#### EXERCISE PROMPT
Among the entries below, find how many lines carry the word "existing" and state only that figure.

(Stored items)
·····

use std::collections::HashSet;
use std::sync::{Mutex, PoisonError};

use tokio_util::sync::CancellationToken;

use crate::error::AppError;
use crate::identity::{merge_changes, resolve_identity};
use crate::models::{IngestReport, JobChanges, JobFilter, Posting, RunSummary};
use crate::plan::{CategorySelection, DEFAULT_PROFILES};
use crate::reporter::{IngestEvent, IngestReporter};
use crate::traits::{Fetcher, JobStore, ProfileStore, SourceScraper};

/// Source recorded on candidates that do not name one.
pub const DEFAULT_SOURCE: &str = "vodafone";

/// Reconciles scraped postings into the job store.
///
/// All writes go through one lock, so two runs never race on the same
/// identity key. A run additionally claims the listing URLs it plans for its
/// whole duration; a second run touching any of them is refused.
pub struct IngestService<S, P>
where
    S: JobStore,
    P: ProfileStore,
{
    store: S,
    profiles: P,
    default_source: String,
    write_lock: tokio::sync::Mutex<()>,
    active_runs: Mutex<HashSet<String>>,
}

impl<S, P> IngestService<S, P>
where
    S: JobStore,
    P: ProfileStore,
{
    pub fn new(store: S, profiles: P) -> Self {
        Self {
            store,
            profiles,
            default_source: DEFAULT_SOURCE.to_string(),
            write_lock: tokio::sync::Mutex::new(()),
            active_runs: Mutex::new(HashSet::new()),
        }
    }

    pub fn with_default_source(mut self, source: impl Into<String>) -> Self {
        self.default_source = source.into();
        self
    }

    pub fn store(&self) -> &S {
        &self.store
    }

    pub fn profiles(&self) -> &P {
        &self.profiles
    }

    /// Upsert a batch of candidates.
    ///
    /// Candidates without any identity field are skipped. Re-ingesting the
    /// same batch never changes the record count.
    pub async fn ingest(&self, candidates: Vec<Posting>) -> Result<IngestReport, AppError> {
        let _writer = self.write_lock.lock().await;
        let mut report = IngestReport::default();

        for mut candidate in candidates {
            if !candidate.has_identity() {
                tracing::debug!(title = %candidate.title, "Skipping posting without identity");
                report.skipped += 1;
                continue;
            }
            if candidate.source_scope().is_none() {
                candidate.source = self.default_source.clone();
            }

            match resolve_identity(&self.store, &candidate).await? {
                Some(existing) => {
                    let changes = merge_changes(&existing, &candidate);
                    self.store.update(existing.id, &changes).await?;
                    report.updated += 1;
                }
                None => {
                    self.store.insert(&candidate).await?;
                    report.inserted += 1;
                }
            }
        }

        Ok(report)
    }

    /// Run one source once: plan, then fetch/extract/ingest page by page.
    ///
    /// Pages ingested before a cancellation or a failure stay committed.
    pub async fn run<X, F, R>(
        &self,
        scraper: &X,
        fetcher: &F,
        selection: CategorySelection,
        pages: u32,
        cancel: &CancellationToken,
        reporter: &R,
    ) -> Result<RunSummary, AppError>
    where
        X: SourceScraper,
        F: Fetcher,
        R: IngestReporter,
    {
        let source = scraper.source();
        let selection = self.resolve_selection(selection).await?;
        let run_key = format!("{source}:{}", selection.run_key());
        let requests = scraper.plan(&selection, pages.max(1))?;
        let _claim = self.claim_run(&run_key, requests.iter().map(|r| r.url.as_str()))?;
        reporter.report(IngestEvent::RunStarted {
            source: source.as_str(),
            run_key: &run_key,
            pages: requests.len(),
        });

        let mut summary = RunSummary {
            source: source.to_string(),
            ..RunSummary::default()
        };

        for request in &requests {
            if cancel.is_cancelled() {
                reporter.report(IngestEvent::RunCancelled {
                    source: source.as_str(),
                    pages_done: summary.pages,
                });
                return Err(AppError::Cancelled {
                    pages_done: summary.pages,
                });
            }

            reporter.report(IngestEvent::PageStarted { request });
            let extracted = scraper.scrape(fetcher, request).await?;
            reporter.report(IngestEvent::PageExtracted {
                request,
                postings: extracted.value.len(),
                warnings: &extracted.warnings,
            });

            summary.fetched += extracted.value.len();
            summary.warnings += extracted.warnings.len();

            let report = self.ingest(extracted.value).await?;
            reporter.report(IngestEvent::PageIngested {
                request,
                report: &report,
            });
            summary.report.absorb(report);
            summary.pages += 1;
        }

        reporter.report(IngestEvent::RunFinished { summary: &summary });
        Ok(summary)
    }

    /// Fill in missing descriptions for up to `limit` stored jobs of the
    /// scraper's source. Per-job failures are reported and skipped.
    pub async fn enrich_descriptions<X, F, R>(
        &self,
        scraper: &X,
        fetcher: &F,
        limit: usize,
        reporter: &R,
    ) -> Result<usize, AppError>
    where
        X: SourceScraper,
        F: Fetcher,
        R: IngestReporter,
    {
        let filter = JobFilter {
            source: Some(scraper.source().to_string()),
            missing_description: true,
            limit: Some(limit),
            ..JobFilter::default()
        };
        let jobs = self.store.list(&filter).await?;

        let mut filled = 0;
        for job in jobs {
            let Some(url) = job
                .detail_url
                .as_deref()
                .or(job.apply_url.as_deref())
                .or(job.url.as_deref())
            else {
                continue;
            };

            match scraper.fetch_description(fetcher, url).await {
                Ok(Some(text)) if !text.trim().is_empty() => {
                    let changes = JobChanges {
                        description: Some(text),
                        ..JobChanges::default()
                    };
                    let _writer = self.write_lock.lock().await;
                    self.store.update(job.id, &changes).await?;
                    filled += 1;
                    reporter.report(IngestEvent::DescriptionFilled { url });
                }
                Ok(_) => {}
                Err(e) => {
                    let error = e.to_string();
                    reporter.report(IngestEvent::DescriptionFailed { url, error: &error });
                }
            }
        }

        Ok(filled)
    }

    /// Request profiles, then the active profiles, then the built-in defaults.
    async fn resolve_selection(
        &self,
        selection: CategorySelection,
    ) -> Result<CategorySelection, AppError> {
        if !selection.is_unresolved() {
            return Ok(selection);
        }
        let active: Vec<String> = self
            .profiles
            .active_profile_names()
            .await?
            .into_iter()
            .filter(|n| !n.trim().is_empty())
            .collect();
        if !active.is_empty() {
            return Ok(CategorySelection::Profiles(active));
        }
        Ok(CategorySelection::Profiles(
            DEFAULT_PROFILES.iter().map(|s| s.to_string()).collect(),
        ))
    }

    /// Claim every listing URL a run is about to fetch. Fails if any of them
    /// belongs to a run still in flight, whatever selection planned it.
    fn claim_run<'u>(
        &self,
        run_key: &str,
        urls: impl IntoIterator<Item = &'u str>,
    ) -> Result<RunClaim<'_>, AppError> {
        let mut urls: Vec<String> = urls.into_iter().map(str::to_string).collect();
        urls.sort();
        urls.dedup();

        let mut runs = self
            .active_runs
            .lock()
            .unwrap_or_else(PoisonError::into_inner);
        if urls.iter().any(|u| runs.contains(u)) {
            return Err(AppError::RunInProgress(run_key.to_string()));
        }
        runs.extend(urls.iter().cloned());
        Ok(RunClaim {
            runs: &self.active_runs,
            urls,
        })
    }
}

/// Releases a run's listing URLs when the run ends, however it ends.
struct RunClaim<'a> {
    runs: &'a Mutex<HashSet<String>>,
    urls: Vec<String>,
}

impl Drop for RunClaim<'_> {
    fn drop(&mut self) {
        self.runs
            .lock()
            .unwrap_or_else(PoisonError::into_inner)
            .retain(|u| !self.urls.contains(u));
    }
}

·····

#### RESULT
3